Aktuelle Fachinformation · Rechtsstand 15. August 2026
Welche Möglichkeiten das geltende Namensrecht für Ehegatten, Kinder und Familien eröffnet.
Rechtliche Einordnung
Die Namensführung richtet sich zunächst nach den familienrechtlichen Vorschriften des Bürgerlichen Gesetzbuchs. Seit der Reform des Ehenamens- und Geburtsnamensrechts bestehen erweiterte Möglichkeiten für gemeinsame Namen und Doppelnamen. Welche Erklärung zulässig ist, hängt von Familienstand, bisheriger Namensführung, Abstammung und gegebenenfalls einem Auslandsbezug ab.
Praktisches Vorgehen
Vor einer Erklärung sollten Personenstandsurkunden, frühere Namen und die gewünschte Wirkung für weitere Familienmitglieder vollständig geprüft werden. Standesamtliche Erklärungen sind von der öffentlich-rechtlichen Namensänderung zu unterscheiden.

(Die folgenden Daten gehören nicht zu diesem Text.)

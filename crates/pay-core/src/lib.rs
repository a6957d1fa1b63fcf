//! # pay-core
//!
//! Core types and traits for the event-checkout payment engine.
//!
//! This crate provides:
//! - `PaymentGateway` trait for the order-owning payment provider
//! - `EventStore`, `PurchaseStore` and `AccountStore` persistence traits
//! - `CheckoutService` for order creation and signature verification
//! - `EventCatalog` for event listing, admin reports and creation
//! - `Notifier` and the detached confirmation dispatch
//! - `PaymentError` for typed error handling
//!
//! ## Example
//!
//! ```rust,ignore
//! use pay_core::{CheckoutService, CreateOrderRequest, VerifyPaymentRequest};
//!
//! let checkout = CheckoutService::new(store.clone(), store, gateway, notifier, key_secret);
//!
//! // Hand the order to the client-side widget
//! let order = checkout.create_order(&request).await?;
//!
//! // Once the widget reports back
//! let outcome = checkout.verify_payment(&callback).await?;
//! assert!(outcome.success);
//! ```

pub mod account;
pub mod catalog;
pub mod checkout;
pub mod clock;
pub mod customer;
pub mod error;
pub mod event;
pub mod gateway;
pub mod money;
pub mod notify;
pub mod purchase;
pub mod signature;
pub mod store;

#[cfg(any(test, feature = "test-utils"))]
pub mod memory;

// Re-exports for convenience
pub use account::{NewUser, PublicUser, User};
pub use catalog::{EventCatalog, EventListing, EventQuery};
pub use checkout::{
    CheckoutService, CreateOrderRequest, CreateOrderResponse, Prefill, VerificationOutcome,
    VerifyPaymentRequest,
};
pub use clock::{BoxedClock, Clock, FixedClock, SystemClock};
pub use customer::{Customer, NewCustomer};
pub use error::{PaymentError, PaymentResult};
pub use event::{Event, EventFilter, EventReport, NewEvent, ReportEntry};
pub use gateway::{
    BoxedPaymentGateway, CheckoutDetails, GatewayOrder, GatewayOrderRequest, OrderNotes,
    PaymentGateway,
};
pub use money::Currency;
pub use notify::{dispatch_confirmation, BoxedNotifier, Notifier, PaymentConfirmation};
pub use purchase::{NewPurchaseAttempt, Purchase, PurchaseStatus, Settlement};
pub use signature::{compute_payment_signature, verify_payment_signature};
pub use store::{
    AccountStore, BoxedAccountStore, BoxedEventStore, BoxedPurchaseStore, EventStore,
    PurchaseStore,
};
//! # Customer Types
//!
//! Customers are keyed by email and upserted on every checkout.

use chrono::{DateTime, Utc};
use serde::{Deserialize, Serialize};
use uuid::Uuid;

#[derive(Debug, Clone, PartialEq, Eq, Serialize, Deserialize)]
pub struct Customer {
    pub id: Uuid,
    pub name: String,
    /// Unique key
    pub email: String,
    pub mobile: String,
    pub created_at: DateTime<Utc>,
    pub updated_at: DateTime<Utc>,
}

/// Values written by an upsert; on email conflict name and mobile are overwritten
#[derive(Debug, Clone, PartialEq, Eq)]
pub struct NewCustomer {
    pub name: String,
    pub email: String,
    pub mobile: String,
}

Was für die Erstprüfung benötigt wird
- vollständige Bescheide, Verträge, Urkunden oder sonstige Ausgangsdokumente,
- eine kurze Chronologie mit Zustellungsdaten und laufenden Fristen,
- bisheriger Schriftverkehr sowie vorhandene Nachweise,
- das konkrete Ziel, das mit Beratung oder Verfahren erreicht werden soll.
Amtliche Grundlage: BGB §§ 1355, 1616 ff.; PStG §§ 41, 45 · Gesetzestext. Die Darstellung gibt den Rechtsstand am 15. August 2026 wieder und ersetzt nicht die Prüfung des Einzelfalls.